Judicial · El arreglo punto por punto, En un litigio comercial complejo sometido a mediación judicial, las partes rechazan cualquier acuerdo global, hasta tal punto parece infranqueable la distancia sobre el importe total. El mediador fragmenta el litigio: primero el reconocimiento de los hechos no discutidos, luego la suerte de los servicios ya prestados, luego las penalizaciones, y finalmente el equilibrio financiero. Cada punto resuelto se recoge en un acta parcial. Una vez decididos cinco puntos de siete, las partes, que ya han invertido tanto en el acuerdo en construcción, encuentran sobre el equilibrio un margen de compromiso que al principio parecía imposible. El escenario, representativo de la práctica de la mediación, muestra cómo la descomposición transforma un desacuerdo bloqueante en una serie de decisiones superables.
Empresa · La fusión negociada ladrillo a ladrillo, En el acercamiento de dos empresas, un acuerdo global inmediato sería inmanejable: gobernanza, valoración, organigrama, sedes, marca, plan de reestructuración.
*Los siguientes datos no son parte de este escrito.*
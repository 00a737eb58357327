//! Collection driver
//!
//! Owns the identity registry, metadata store and synchronizer for one
//! root folder and keeps them in step: a sync rescans the disk, registers
//! new files, retires removed ones and repoints records whose file moved
//! to another directory. Metadata is loaded lazily.
//!
//! Search, recommendation and galleries borrow the registry and store
//! through the accessors below; nothing is global.

use std::path::{Path, PathBuf};
use tracing::info;

use aimg_common::config::Settings;

use crate::error::{IndexError, IndexResult};
use crate::models::ImageId;
use crate::services::file_scanner::FileSynchronizer;
use crate::services::gallery::{Gallery, GalleryLoadReport};
use crate::services::metadata_store::{LoadOutcome, MetadataStore};
use crate::services::registry::{IdentityRegistry, RegistryError};
use crate::services::search::SearchEngine;
use crate::services::viewer::ImageViewer;

/// Changes applied by one [`Collection::sync`]
#[derive(Debug, Clone, Default, PartialEq, Eq)]
pub struct SyncReport {
    /// Newly registered images
    pub added: Vec<ImageId>,
    /// Images retired because their file disappeared
    pub removed: Vec<ImageId>,
    /// Images whose file moved to another directory
    pub relocated: Vec<ImageId>,
    /// File names that could not be registered (identifier collision)
    pub collisions: Vec<String>,
}

/// One indexed image collection
#[derive(Debug)]
pub struct Collection {
    root: PathBuf,
    registry: IdentityRegistry,
    store: MetadataStore,
    scanner: FileSynchronizer,
}

impl Collection {
    /// Empty collection over `root`, scanning `.png` files
    pub fn new(root: impl Into<PathBuf>) -> Self {
        let root = root.into();
        Self {
            store: MetadataStore::new(root.clone()),
            registry: IdentityRegistry::new(),
            scanner: FileSynchronizer::new(),
            root,
        }
    }

    /// Empty collection configured from resolved settings
    pub fn from_settings(settings: &Settings) -> Self {
        Self::from_parts(
            IdentityRegistry::new(),
            MetadataStore::new(settings.root_folder.clone()),
            FileSynchronizer::with_extension(&settings.image_extension),
        )
    }

    /// Assemble from existing parts; the root is taken from the store
    pub fn from_parts(
        registry: IdentityRegistry,
        store: MetadataStore,
        scanner: FileSynchronizer,
    ) -> Self {
        Self {
            root: store.root().to_path_buf(),
            registry,
            store,
            scanner,
        }
    }

    pub fn root(&self) -> &Path {
        &self.root
    }

    pub fn registry(&self) -> &IdentityRegistry {
        &self.registry
    }

    pub fn metadata(&self) -> &MetadataStore {
        &self.store
    }

    pub fn metadata_mut(&mut self) -> &mut MetadataStore {
        &mut self.store
    }

    pub fn scanner(&self) -> &FileSynchronizer {
        &self.scanner
    }

    pub fn search(&self) -> SearchEngine<'_> {
        SearchEngine::new(&self.store)
    }

    pub fn viewer(&self) -> ImageViewer<'_> {
        ImageViewer::new(&self.store)
    }

    /// Rescan the root and reconcile the registry and store with it
    pub fn sync(&mut self) -> IndexResult<SyncReport> {
        self.scanner.rescan(&self.root)?;

        let mut report = SyncReport::default();

        for name in self.scanner.removed() {
            if let Some(id) = self.registry.lookup(&name) {
                self.registry.unregister(id);
                self.store.remove_entry(id);
                report.removed.push(id);
            }
        }

        for name in self.scanner.added() {
            if self.registry.lookup(&name).is_some() {
                continue;
            }

            match self.registry.register(&name) {
                Ok(id) => {
                    let location = self.location_of(&name);
                    self.store.add_entry(id, &location);
                    report.added.push(id);
                }
                Err(RegistryError::AlreadyRegistered { .. }) => {}
                Err(RegistryError::Collision { .. }) => report.collisions.push(name),
            }
        }

        // Names that stayed but moved between directories
        for name in self.scanner.files() {
            let Some(id) = self.registry.lookup(name) else {
                continue;
            };
            let location = self.location_of(name);
            if self.store.file_path(id) != Some(location.as_str()) {
                self.store.relocate_entry(id, &location);
                report.relocated.push(id);
            }
        }

        info!(
            root = %self.root.display(),
            added = report.added.len(),
            removed = report.removed.len(),
            relocated = report.relocated.len(),
            collisions = report.collisions.len(),
            total = self.registry.len(),
            "Collection synchronised"
        );

        Ok(report)
    }

    /// Root-relative location of a scanned file name, `/`-separated
    fn location_of(&self, name: &str) -> String {
        self.scanner
            .location(name)
            .map(|p| p.to_string_lossy().replace('\\', "/"))
            .unwrap_or_else(|| name.to_string())
    }

    pub fn load_metadata(&mut self, id: ImageId) -> LoadOutcome {
        self.store.load_metadata(id)
    }

    /// Load metadata for every registered image; returns the failure count
    pub fn load_all_metadata(&mut self) -> usize {
        let ids: Vec<ImageId> = self.store.identifiers().collect();
        ids.into_iter()
            .filter(|&id| self.store.load_metadata(id) != LoadOutcome::Loaded)
            .count()
    }

    /// Resolve a user reference: identifier text, canonical path or file name
    pub fn resolve(&self, reference: &str) -> Option<ImageId> {
        let reference = reference.trim();

        if let Ok(id) = reference.parse::<ImageId>() {
            if self.registry.contains(id) {
                return Some(id);
            }
        }

        self.registry.lookup(reference).or_else(|| {
            let name = Path::new(reference).file_name()?.to_str()?;
            self.registry.lookup(name)
        })
    }

    /// Like [`Collection::resolve`], failing when nothing matches
    ///
    /// A reference that parses as an identifier fails with
    /// [`IndexError::UnknownIdentifier`]; anything else with
    /// [`IndexError::UnknownImage`].
    pub fn require(&self, reference: &str) -> IndexResult<ImageId> {
        if let Some(id) = self.resolve(reference) {
            return Ok(id);
        }

        match reference.trim().parse::<ImageId>() {
            Ok(id) => Err(IndexError::UnknownIdentifier(id)),
            Err(_) => Err(IndexError::UnknownImage(reference.to_string())),
        }
    }

    /// Load a gallery file against this collection
    pub fn load_gallery(&mut self, path: &Path) -> IndexResult<(Gallery, GalleryLoadReport)> {
        let mut gallery = Gallery::default();
        let report = gallery.load_file(path, &self.registry, &mut self.store)?;
        Ok((gallery, report))
    }

    /// Number of registered images
    pub fn len(&self) -> usize {
        self.registry.len()
    }

    pub fn is_empty(&self) -> bool {
        self.registry.is_empty()
    }
}
//! Embedding-based recommendation against a synchronised collection

mod helpers;

use aimg_index::services::{EmbeddingTable, Recommender};
use aimg_index::{Collection, SourceFileError};
use helpers::{generate_test_library, TestImage};

const EMBEDDINGS: &str = r#"{
  "vectors": {
    "cat":    { "image_embedding": [1.0, 0.0, 0.0] },
    "kitten": { "image_embedding": [0.9, 0.1, 0.0] },
    "dog":    { "image_embedding": [0.0, 1.0, 0.0] },
    "car":    { "image_embedding": [0.0, 0.0, 1.0] },
    "ghost":  { "image_embedding": [1.0, 0.0, 0.0] },
    "blank":  { "text_embedding": [1.0] }
  }
}"#;

fn setup(dir: &std::path::Path) -> (Collection, Recommender) {
    generate_test_library(
        dir,
        &[
            TestImage::new("cat.png", &[]),
            TestImage::new("pets/kitten.png", &[]),
            TestImage::new("dog.png", &[]),
            TestImage::new("car.png", &[]),
        ],
    );
    let path = dir.join("embeddings.json");
    std::fs::write(&path, EMBEDDINGS).unwrap();

    let mut collection = Collection::new(dir);
    collection.sync().unwrap();

    let table = EmbeddingTable::load(&path).unwrap();
    assert_eq!(table.len(), 5);
    let mut recommender = Recommender::new(table);
    assert_eq!(recommender.preprocess(collection.registry()), 4);
    (collection, recommender)
}

#[test]
fn test_nearest_neighbours() {
    let dir = tempfile::tempdir().unwrap();
    let (collection, recommender) = setup(dir.path());

    let cat = collection.resolve("cat.png").unwrap();
    let kitten = collection.resolve("kitten.png").unwrap();

    let similar = recommender.find_similar(cat, 2);
    assert_eq!(similar.len(), 2);
    assert_eq!(similar[0], kitten);
    assert!(!similar.contains(&cat));
}

#[test]
fn test_results_bounded_and_descending() {
    let dir = tempfile::tempdir().unwrap();
    let (collection, recommender) = setup(dir.path());
    let dog = collection.resolve("dog.png").unwrap();

    let scored = recommender.find_similar_scored(dog, 10);
    assert_eq!(scored.len(), 3);
    assert!(scored.windows(2).all(|w| w[0].1 >= w[1].1));
    assert!(scored.iter().all(|(id, _)| *id != dog));
}

#[test]
fn test_removed_image_drops_out_after_reindex() {
    let dir = tempfile::tempdir().unwrap();
    let (mut collection, mut recommender) = setup(dir.path());
    let cat = collection.resolve("cat.png").unwrap();
    let kitten = collection.resolve("kitten.png").unwrap();

    std::fs::remove_file(dir.path().join("pets/kitten.png")).unwrap();
    collection.sync().unwrap();
    assert_eq!(recommender.preprocess(collection.registry()), 3);

    assert!(!recommender.find_similar(cat, 3).contains(&kitten));
}

#[test]
fn test_missing_embedding_file() {
    let dir = tempfile::tempdir().unwrap();
    let result = EmbeddingTable::load(&dir.path().join("embeddings.json"));
    assert!(matches!(result, Err(SourceFileError::NotFound(_))));
}
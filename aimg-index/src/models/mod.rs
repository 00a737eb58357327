//! Data models for aimg-index
//!
//! - Image identifiers
//! - Metadata fields and per-image metadata records

pub mod image_id;
pub mod metadata;

pub use image_id::ImageId;
pub use metadata::{MetadataField, MetadataRecord};
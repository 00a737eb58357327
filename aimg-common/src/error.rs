//! Common error types for AIMG

use thiserror::Error;

/// Common result type for AIMG operations
pub type Result<T> = std::result::Result<T, Error>;

/// Common error types across AIMG crates
#[derive(Error, Debug)]
pub enum Error {
    /// I/O operation error (wraps std::io::Error)
    #[error("IO error: {0}")]
    Io(#[from] std::io::Error),

    /// Configuration loading or validation error
    #[error("Configuration error: {0}")]
    Config(String),

    /// Invalid user input or request parameter
    #[error("Invalid input: {0}")]
    InvalidInput(String),
}
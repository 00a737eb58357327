//! Generation metadata fields and records
//!
//! Embedded PNG text keys use capitalised names (`Prompt`, `CFG_Scale`,
//! ...). Each recognised key maps 1:1 to a [`MetadataField`]; any other
//! key is ignored.

use std::collections::HashMap;
use std::fmt;
use std::str::FromStr;

/// One recognised generation-metadata field
#[derive(Debug, Clone, Copy, PartialEq, Eq, Hash, PartialOrd, Ord)]
pub enum MetadataField {
    Prompt,
    Model,
    Seed,
    CfgScale,
    Steps,
    Sampler,
    Generated,
    CreatedDate,
}

impl MetadataField {
    pub const COUNT: usize = 8;

    pub const ALL: [MetadataField; Self::COUNT] = [
        MetadataField::Prompt,
        MetadataField::Model,
        MetadataField::Seed,
        MetadataField::CfgScale,
        MetadataField::Steps,
        MetadataField::Sampler,
        MetadataField::Generated,
        MetadataField::CreatedDate,
    ];

    /// Internal lowercase field name
    pub fn name(&self) -> &'static str {
        match self {
            MetadataField::Prompt => "prompt",
            MetadataField::Model => "model",
            MetadataField::Seed => "seed",
            MetadataField::CfgScale => "cfg_scale",
            MetadataField::Steps => "steps",
            MetadataField::Sampler => "sampler",
            MetadataField::Generated => "generated",
            MetadataField::CreatedDate => "created_date",
        }
    }

    /// Key used inside the image file's text chunks
    pub fn source_key(&self) -> &'static str {
        match self {
            MetadataField::Prompt => "Prompt",
            MetadataField::Model => "Model",
            MetadataField::Seed => "Seed",
            MetadataField::CfgScale => "CFG_Scale",
            MetadataField::Steps => "Steps",
            MetadataField::Sampler => "Sampler",
            MetadataField::Generated => "Generated",
            MetadataField::CreatedDate => "Created_Date",
        }
    }

    pub fn from_source_key(key: &str) -> Option<Self> {
        Self::ALL.into_iter().find(|f| f.source_key() == key)
    }

    fn index(&self) -> usize {
        *self as usize
    }
}

impl fmt::Display for MetadataField {
    fn fmt(&self, f: &mut fmt::Formatter<'_>) -> fmt::Result {
        f.write_str(self.name())
    }
}

/// Error returned when parsing an unknown field name
#[derive(Debug, Clone, PartialEq, Eq, thiserror::Error)]
#[error("Unknown metadata field: {0}")]
pub struct UnknownField(pub String);

impl FromStr for MetadataField {
    type Err = UnknownField;

    fn from_str(s: &str) -> Result<Self, Self::Err> {
        Self::ALL
            .into_iter()
            .find(|f| f.name() == s)
            .ok_or_else(|| UnknownField(s.to_string()))
    }
}

/// Metadata held for one identifier
///
/// Every field starts absent. A reload replaces the whole field set at
/// once through [`MetadataRecord::replace`]; there is no per-field setter.
#[derive(Debug, Clone, PartialEq, Eq)]
pub struct MetadataRecord {
    file_path: String,
    values: [Option<String>; MetadataField::COUNT],
    width: Option<u32>,
    height: Option<u32>,
}

impl MetadataRecord {
    pub fn new(file_path: &str) -> Self {
        Self {
            file_path: file_path.to_string(),
            values: Default::default(),
            width: None,
            height: None,
        }
    }

    /// Root-relative path of the backing file
    pub fn file_path(&self) -> &str {
        &self.file_path
    }

    /// Point the record at a new backing file; fields are left as they are
    pub fn set_file_path(&mut self, file_path: &str) {
        self.file_path = file_path.to_string();
    }

    pub fn get(&self, field: MetadataField) -> Option<&str> {
        self.values[field.index()].as_deref()
    }

    pub fn dimensions(&self) -> (Option<u32>, Option<u32>) {
        (self.width, self.height)
    }

    /// True when no metadata field and no dimension is present
    pub fn is_blank(&self) -> bool {
        self.values.iter().all(Option::is_none) && self.width.is_none() && self.height.is_none()
    }

    /// Replace every field from source-keyed text plus dimensions
    ///
    /// Recognised keys missing from `text` become absent. Unrecognised keys
    /// are ignored.
    pub fn replace(&mut self, text: &HashMap<String, String>, dimensions: Option<(u32, u32)>) {
        let mut values: [Option<String>; MetadataField::COUNT] = Default::default();
        for (key, value) in text {
            if let Some(field) = MetadataField::from_source_key(key) {
                values[field.index()] = Some(value.clone());
            }
        }

        self.values = values;
        self.width = dimensions.map(|(w, _)| w);
        self.height = dimensions.map(|(_, h)| h);
    }

    /// Reset every field and dimension to absent, keeping the path
    pub fn clear(&mut self) {
        self.values = Default::default();
        self.width = None;
        self.height = None;
    }
}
La dirección del proyecto secuencia las negociaciones en grupos de trabajo temáticos, cada uno cerrando su tema con un term sheet parcial. Se empieza por los temas de alto consenso (integración técnica, complementariedad de las ofertas) para instalar un clima de cooperación, antes de abordar la gobernanza y la valoración. Cada acuerdo parcial eleva el coste psicológico y financiero de un fracaso global. Este tipo de conducción de operaciones, común en las fusiones y adquisiciones, ilustra la construcción del momentum mediante la acumulación de acuerdos intermedios.
Vida cotidiana · El reparto de una herencia facilitado por su descomposición, Tres hermanos deben repartir una herencia y la tensión sube en cuanto se menciona «resolverlo todo de una vez». Por consejo del notario, fragmentan: reparten primero los objetos de valor sentimental (fotos, el reloj de su padre), luego el mobiliario, luego las inversiones, y dejan la casa familiar para el final. Los primeros acuerdos, fáciles y cargados de emoción positiva, restablecen el diálogo; cada uno ha «ganado» ahora algo y desea preservar la armonía. Cuando surge la casa, la desconfianza inicial ha dado paso a una lógica de continuidad, y el compromiso financiero, impensable al principio, se vuelve aceptable. Un escenario representativo de las herencias conflictivas.